Title: Rin Tin Tin : The Life and the Legend

Publisher: Simon & Schuster, Incorporated, New York

Publication Date: 2011

Binding: Hard Cover

Book Condition:Fine

Dust Jacket Condition: Near Fine+

Signed: Signed by Author

Edition: 1st Edition

About this title

Synopsis:

He believed the dog was immortal.

So begins Susan Orlean’s sweeping, powerfully moving account of Rin Tin Tin’s journey from orphaned puppy to movie star and international icon. Orlean, a staff writer at The New Yorker who has been hailed as “a national treasure” by The Washington Post, spent nearly ten years researching and reporting her most captivating book to date: the story of a dog who was born in 1918 and never died.

It begins on a battlefield in France during World War I, when a young American soldier, Lee Duncan, discovered a newborn German shepherd in the ruins of a bombed-out dog kennel. To Duncan, who came of age in an orphanage, the dog’s survival was a miracle. He saw something in Rin Tin Tin that he felt compelled to share with the world. Duncan brought Rinty home to California, where the dog’s athleticism and acting ability drew the attention of Warner Bros. Over the next ten years, Rinty starred in twenty-three blockbuster silent films that saved the studio from bankruptcy and made him the most famous dog in the world. At the height of his popularity, Rin Tin Tin was Hollywood’s number one box office star.

During the decades that followed, Rinty and his descendants rose and fell with the times, making a tumultuous journey from silent films to talkies, from black-and-white to color, from radio programs to one of the most popular television shows of the baby boom era, The Adventures of Rin-Tin-Tin. The canine hero’s legacy was cemented by Duncan and a small group of others—including Bert Leonard, the producer of the TV series, and Daphne Hereford, the owner of the current Rin Tin Tin—who have dedicated their lives to making sure the dog’s legend will never die.

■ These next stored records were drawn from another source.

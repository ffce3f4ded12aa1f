//! Errors surfaced by the ledger service.

use thiserror::Error;

use crate::Points;
use crate::backend::BackendError;
use crate::model::{IdempotencyKey, PostId};
use crate::posts::PostStatus;

/// Failure of a [`KiLedger`](crate::KiLedger) operation. Validation errors
/// are detected before anything is written.
#[derive(Debug, Clone, PartialEq, Eq, Error)]
pub enum LedgerError {
    #[error("no user is signed in")]
    NotAuthenticated,

    #[error("invalid amount: {0}")]
    InvalidAmount(String),

    #[error("insufficient funds: balance {balance}, requested {requested}")]
    InsufficientFunds { balance: Points, requested: Points },

    #[error("cannot transfer points to yourself")]
    SelfTransfer,

    #[error("a description is required")]
    EmptyDescription,

    #[error("idempotency key {0} was already used for a different transfer")]
    IdempotencyConflict(IdempotencyKey),

    #[error("only the paying party can settle post {0}")]
    NotPayer(PostId),

    #[error("post {post} is {status}")]
    InvalidPostState { post: PostId, status: PostStatus },

    #[error("failed to write to backend: {0}")]
    BackendWriteFailed(#[source] BackendError),

    #[error("failed to read from backend: {0}")]
    BackendReadFailed(#[source] BackendError),
}

impl LedgerError {
    /// Classify a failed backend write. Business rejections keep their own
    /// variant; anything else is a write failure.
    pub fn from_write(e: BackendError) -> Self {
        match e {
            BackendError::InsufficientFunds { balance, requested } => {
                LedgerError::InsufficientFunds { balance, requested }
            }
            BackendError::Conflict(key) => LedgerError::IdempotencyConflict(key),
            other => LedgerError::BackendWriteFailed(other),
        }
    }

    pub fn from_read(e: BackendError) -> Self {
        LedgerError::BackendReadFailed(e)
    }

    /// Short message suitable for showing to the user.
    pub fn user_message(&self) -> String {
        match self {
            LedgerError::NotAuthenticated => "Please sign in to continue.".to_string(),
            LedgerError::InvalidAmount(_) => {
                "Enter a whole number of Ki points greater than zero.".to_string()
            }
            LedgerError::InsufficientFunds { balance, requested } => format!(
                "You need {requested} Ki points but only have {balance}."
            ),
            LedgerError::SelfTransfer => "You cannot send Ki points to yourself.".to_string(),
            LedgerError::EmptyDescription => "Add a short description.".to_string(),
            LedgerError::IdempotencyConflict(_) => {
                "This request was already submitted with different details.".to_string()
            }
            LedgerError::NotPayer(_) => "Only the paying member can do this.".to_string(),
            LedgerError::InvalidPostState { status, .. } => {
                format!("This post is already {status}.")
            }
            LedgerError::BackendWriteFailed(_) => {
                "Could not save your change. Please try again.".to_string()
            }
            LedgerError::BackendReadFailed(_) => {
                "Could not load your Ki points. Please try again.".to_string()
            }
        }
    }
}

#[cfg(test)]
mod tests {
    use super::*;

    #[test]
    fn insufficient_funds_write_keeps_its_variant() {
        let err = LedgerError::from_write(BackendError::InsufficientFunds {
            balance: Points::new(50),
            requested: Points::new(100),
        });
        assert_eq!(
            err,
            LedgerError::InsufficientFunds {
                balance: Points::new(50),
                requested: Points::new(100),
            }
        );
        assert_eq!(err.user_message(), "You need 100 Ki points but only have 50.");
    }

    #[test]
    fn outage_is_a_write_failure() {
        let err = LedgerError::from_write(BackendError::Unavailable("offline".to_string()));
        assert!(matches!(err, LedgerError::BackendWriteFailed(_)));
        assert_eq!(
            err.to_string(),
            "failed to write to backend: backend unavailable: offline"
        );
    }

    #[test]
    fn read_failures_are_wrapped() {
        let err = LedgerError::from_read(BackendError::Unavailable("offline".to_string()));
        assert!(matches!(err, LedgerError::BackendReadFailed(_)));
        assert_eq!(
            err.user_message(),
            "Could not load your Ki points. Please try again."
        );
    }
}
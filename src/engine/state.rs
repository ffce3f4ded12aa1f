use super::EngineError;
use crate::Points;
use crate::model::UserId;

/// A user's ledger account: spendable points, points escrowed in pending
/// transfers, and lifetime totals.
#[derive(Debug, Clone)]
pub struct Account {
    id: UserId,
    available: Points,
    held: Points,
    earned: Points,
    spent: Points,
}

impl Account {
    pub fn new(id: UserId) -> Self {
        Self {
            id,
            available: Points::ZERO,
            held: Points::ZERO,
            earned: Points::ZERO,
            spent: Points::ZERO,
        }
    }

    pub fn id(&self) -> UserId {
        self.id
    }

    /// The user's `ki_points` balance.
    pub fn available(&self) -> Points {
        self.available
    }

    pub fn held(&self) -> Points {
        self.held
    }

    pub fn total(&self) -> Points {
        self.available.saturating_add(self.held)
    }

    /// Lifetime points received.
    pub fn earned(&self) -> Points {
        self.earned
    }

    /// Lifetime points paid out, escrow excluded until it settles.
    pub fn spent(&self) -> Points {
        self.spent
    }

    /// Whether `amount` can be credited without `available + held` or the
    /// lifetime total overflowing.
    pub fn can_receive(&self, amount: Points) -> bool {
        let total = self.available.checked_add(self.held);
        total.and_then(|t| t.checked_add(amount)).is_some()
            && self.earned.checked_add(amount).is_some()
    }

    pub(super) fn credit(&mut self, amount: Points) -> Result<(), EngineError> {
        if !self.can_receive(amount) {
            return Err(EngineError::Overflow(self.id));
        }
        self.available += amount;
        self.earned += amount;
        Ok(())
    }

    /// Conditional debit: refuses to take the balance below zero.
    pub(super) fn debit(&mut self, amount: Points) -> Result<(), EngineError> {
        self.available = self.take(amount)?;
        self.spent = self.spent.saturating_add(amount);
        Ok(())
    }

    /// Move points from available into escrow, with the same condition as
    /// [`Account::debit`].
    pub(super) fn hold(&mut self, amount: Points) -> Result<(), EngineError> {
        self.available = self.take(amount)?;
        self.held += amount;
        Ok(())
    }

    /// Return escrowed points to available.
    pub(super) fn release(&mut self, amount: Points) -> Result<(), EngineError> {
        let available = self
            .available
            .checked_add(amount)
            .ok_or(EngineError::Overflow(self.id))?;
        self.held = self.held.checked_sub(amount).unwrap_or(Points::ZERO);
        self.available = available;
        Ok(())
    }

    /// Escrowed points leave the account for good.
    pub(super) fn settle_held(&mut self, amount: Points) {
        self.held = self.held.checked_sub(amount).unwrap_or(Points::ZERO);
        self.spent = self.spent.saturating_add(amount);
    }

    fn take(&self, amount: Points) -> Result<Points, EngineError> {
        self.available
            .checked_sub(amount)
            .ok_or(EngineError::InsufficientFunds {
                user: self.id,
                available: self.available,
                requested: amount,
            })
    }
}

At its core, Rin Tin Tin is a poignant exploration of the enduring bond between humans and animals. It is also a richly textured history of twentieth-century entertainment and entrepreneurship. It spans ninety years and explores everything from the shift in status of dogs from working farmhands to beloved family members, from the birth of obedience training to the evolution of dog breeding, from the rise of Hollywood to the past and present of dogs in war. Filled with humor and heart and moments that will move you to tears, Susan Orlean’s first original book since The Orchid Thief is an irresistible blend of history, human interest, and masterful storytelling—a dazzling celebration of a great American dog by one of our most gifted writers.

Review:

Amazon Exclusive: Garth Stein Reviews Rin Tin Tin

Garth Stein is the author of The Art of Racing in the Rain and How Evan Broke His Head and Other Secrets .

I have no cultural or historical reason to be interested in Rin Tin Tin: I was not born in the 1920's when Rinty was a silent film star; I was not swept up in the dog obedience training craze of the 50's; as a child, I was warned that German shepherds were a mean and violent sort and I should stay away from them; while I spent a lot of time watching television when I was a kid in the 60's (most of it on a black &;amp white Zenith with rabbit ears and a knob you would use to change the channel--remember knobs?), I am still non-plused by the fact that I never--not even once--saw an episode of the Rin Tin Tin television show. Why then did I find this book utterly engaging?

I remember my Calculus teacher raising a question in class one day many years ago: is math something that is created, or is it discovered? As a teenager, I found the question quite provocative. And I couldn't help but ponder the question again--though in a different context--as I read the absolutely fascinating history of Rin Tin Tin, as told by Susan Orlean. Is a hero, an icon, a star, a cultural phenomenon created, or discovered?

Surely, Lee Duncan "found" the first Rin Tin Tin. And he set about training his dog, and he made the rounds in Hollywood with Rinty, knocking on doors, looking to be discovered. But he did so with such determination, one wonders if it were the idea of Rin Tin Tin or the dog, himself, that inspired Duncan. In other words, was the concept of Rin Tin Tin bigger than the dog from the very beginning?

As the story of Rinty unfolds, we realize that his history is a clear reflection of the history of film in the 20th Century, as well as the history of popular culture during the same period. From the beginnings of the moving picture, silent films, talkies, the advent of color, and then the innovation called television, Rinty was reimagined to adapt to the changing media, and continued to find his way into the hearts of Americans.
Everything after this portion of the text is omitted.